Exercise prompt:
From the line bearing "let mut clusters = Vec::new();" down to the final line of the records below, give every line again exactly and add nothing.

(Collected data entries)
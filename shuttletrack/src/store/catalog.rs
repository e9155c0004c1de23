//! Vehicle catalog and the bus picker options derived from it.

use std::collections::HashSet;

use thiserror::Error;

use super::traits::BoxFuture;
use crate::identity::Identity;

/// Label of the synthetic distress entry appended to every option list.
pub const NEED_HELP_LABEL: &str = "NEED HELP!!";

/// Errors reading the vehicle catalog.
#[derive(Debug, Clone, PartialEq, Error)]
pub enum CatalogError {
    #[error("Vehicle catalog unavailable: {0}")]
    Unavailable(String),

    #[error("Vehicle catalog read denied: {0}")]
    PermissionDenied(String),
}

/// One-shot source of vehicle-type labels.
///
/// Entries may repeat and may be blank; [`bus_options`] cleans them up.
pub trait VehicleCatalog: Send + Sync {
    fn vehicle_types(&self) -> BoxFuture<'_, Result<Vec<String>, CatalogError>>;
}

/// Fixed catalog, used for tests and offline runs.
#[derive(Debug, Clone, Default)]
pub struct StaticCatalog {
    labels: Vec<String>,
}

impl StaticCatalog {
    pub fn new<I, S>(labels: I) -> Self
    where
        I: IntoIterator<Item = S>,
        S: Into<String>,
    {
        Self {
            labels: labels.into_iter().map(Into::into).collect(),
        }
    }
}

impl VehicleCatalog for StaticCatalog {
    fn vehicle_types(&self) -> BoxFuture<'_, Result<Vec<String>, CatalogError>> {
        Box::pin(async move { Ok(self.labels.clone()) })
    }
}

/// An entry in the bus picker.
#[derive(Debug, Clone, PartialEq, Eq)]
pub struct BusOption {
    /// Text shown to the user.
    pub label: String,
    /// Label passed to `start_sharing`.
    pub value: String,
}

/// Build the picker options: catalog labels deduplicated in first-seen
/// order, followed by the `NEED HELP!!` entry tagged with the user's name.
pub async fn bus_options(
    catalog: &dyn VehicleCatalog,
    identity: &Identity,
) -> Result<Vec<BusOption>, CatalogError> {
    let labels = catalog.vehicle_types().await?;

    let mut seen = HashSet::new();
    let mut options: Vec<BusOption> = labels
        .into_iter()
        .filter(|label| !label.trim().is_empty())
        .filter(|label| seen.insert(label.clone()))
        .map(|label| BusOption {
            value: label.clone(),
            label,
        })
        .collect();

    options.push(BusOption {
        label: NEED_HELP_LABEL.to_string(),
        value: format!("{} {}", NEED_HELP_LABEL, identity.help_name()),
    });

    tracing::debug!(count = options.len(), "Bus options loaded");
    Ok(options)
}
//! shuttletrack - live campus shuttle locations
//!
//! Riders on a shuttle share their device position into a shared real-time
//! store under `buses/{bus}`; every map viewer subscribes to that collection,
//! hides stale records and periodically deletes expired ones. Producers and
//! consumers never talk to each other directly: the store is the only
//! coordination point.
//!
//! # High-Level API
//!
//! ```ignore
//! use std::sync::Arc;
//! use shuttletrack::consumer::{BusMap, BusMapConfig};
//! use shuttletrack::producer::{LocationSharer, ProducerConfig, SharerCollaborators};
//!
//! // Producer side
//! let sharer = LocationSharer::new(collaborators, ProducerConfig::default());
//! sharer.start_sharing("Surma").await?;
//!
//! // Consumer side
//! let map = BusMap::start(store, clock, BusMapConfig::default());
//! let mut views = map.subscribe();
//! ```
//!
//! # Modules
//!
//! - [`producer`]: session state machine, adaptive sampling and the background task
//! - [`consumer`]: filtering, clustering, the live map and the cleanup sweep
//! - [`store`]: the real-time store, durable flags and the vehicle catalog
//! - [`device`]: location provider and background registration seams
//! - [`record`]: the `BusRecord` wire format and key sanitization

pub mod clock;
pub mod config;
pub mod consumer;
pub mod device;
pub mod identity;
pub mod logging;
pub mod producer;
pub mod record;
pub mod retry;
pub mod store;

pub use clock::{Clock, ManualClock, SystemClock};
pub use identity::{AuthSession, Identity, StaticAuth};
pub use record::{BusKey, BusRecord, DeviceType};
pub use store::{MemoryStore, RealtimeStore, StoreError};
//! Greedy proximity clustering for dense marker sets.
//!
//! Each not-yet-claimed bus, in input order, anchors a new cluster and claims
//! every other unclaimed bus within `threshold` degrees (planar Euclidean
//! distance on latitude/longitude). The result depends on input order and is
//! not a globally optimal grouping. Cost is O(n²), which is fine at the
//! densities where clustering activates.

use super::filter::ActiveBus;

/// Default clustering radius in degrees.
pub const DEFAULT_CLUSTER_THRESHOLD_DEG: f64 = 0.01;

/// Default active-bus count above which clustering is used.
pub const DEFAULT_CLUSTER_ACTIVATION_COUNT: usize = 20;

/// Clustering parameters.
#[derive(Debug, Clone, PartialEq)]
pub struct ClusterConfig {
    /// Radius in degrees around an anchor.
    pub threshold_deg: f64,
    /// Clustering applies only when more buses than this are active.
    pub activation_count: usize,
}

impl Default for ClusterConfig {
    fn default() -> Self {
        Self {
            threshold_deg: DEFAULT_CLUSTER_THRESHOLD_DEG,
            activation_count: DEFAULT_CLUSTER_ACTIVATION_COUNT,
        }
    }
}

impl ClusterConfig {
    pub fn with_threshold(mut self, threshold_deg: f64) -> Self {
        self.threshold_deg = threshold_deg;
        self
    }

    pub fn with_activation_count(mut self, count: usize) -> Self {
        self.activation_count = count;
        self
    }

    /// Whether `active_count` buses should be clustered.
    pub fn should_cluster(&self, active_count: usize) -> bool {
        active_count > self.activation_count
    }
}

/// A group of nearby buses.
#[derive(Debug, Clone, PartialEq)]
pub struct Cluster {
    /// The anchor, which is also the cluster's position.
    pub representative: ActiveBus,
    /// All members, anchor first.
    pub members: Vec<ActiveBus>,
}

impl Cluster {
    pub fn count(&self) -> usize {
        self.members.len()
    }

    pub fn latitude(&self) -> f64 {
        self.representative.latitude()
    }

    pub fn longitude(&self) -> f64 {
        self.representative.longitude()
    }
}

/// Group `buses` greedily around first-seen anchors.
pub fn cluster_buses(buses: &[ActiveBus], threshold_deg: f64) -> Vec<Cluster> {
    let mut claimed = vec![false; buses.len()];
    let mut clusters = Vec::new();

    for (i, anchor) in buses.iter().enumerate() {
        if claimed[i] {
            continue;
        }
        claimed[i] = true;

        let mut members = vec![anchor.clone()];
        for (j, other) in buses.iter().enumerate() {
            if claimed[j] {
                continue;
            }
            if distance_deg(anchor, other) < threshold_deg {
                claimed[j] = true;
                members.push(other.clone());
            }
        }

        clusters.push(Cluster {
            representative: anchor.clone(),
            members,
        });
    }

    clusters
}

fn distance_deg(a: &ActiveBus, b: &ActiveBus) -> f64 {
    let dlat = a.latitude() - b.latitude();
    let dlng = a.longitude() - b.longitude();
    (dlat * dlat + dlng * dlng).sqrt()
}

Final answer:
    let mut clusters = Vec::new();

    for (i, anchor) in buses.iter().enumerate() {
        if claimed[i] {
            continue;
        }
        claimed[i] = true;

        let mut members = vec![anchor.clone()];
        for (j, other) in buses.iter().enumerate() {
            if claimed[j] {
                continue;
            }
            if distance_deg(anchor, other) < threshold_deg {
                claimed[j] = true;
                members.push(other.clone());
            }
        }

        clusters.push(Cluster {
            representative: anchor.clone(),
            members,
        });
    }

    clusters
}

fn distance_deg(a: &ActiveBus, b: &ActiveBus) -> f64 {
    let dlat = a.latitude() - b.latitude();
    let dlng = a.longitude() - b.longitude();
    (dlat * dlat + dlng * dlng).sqrt()
}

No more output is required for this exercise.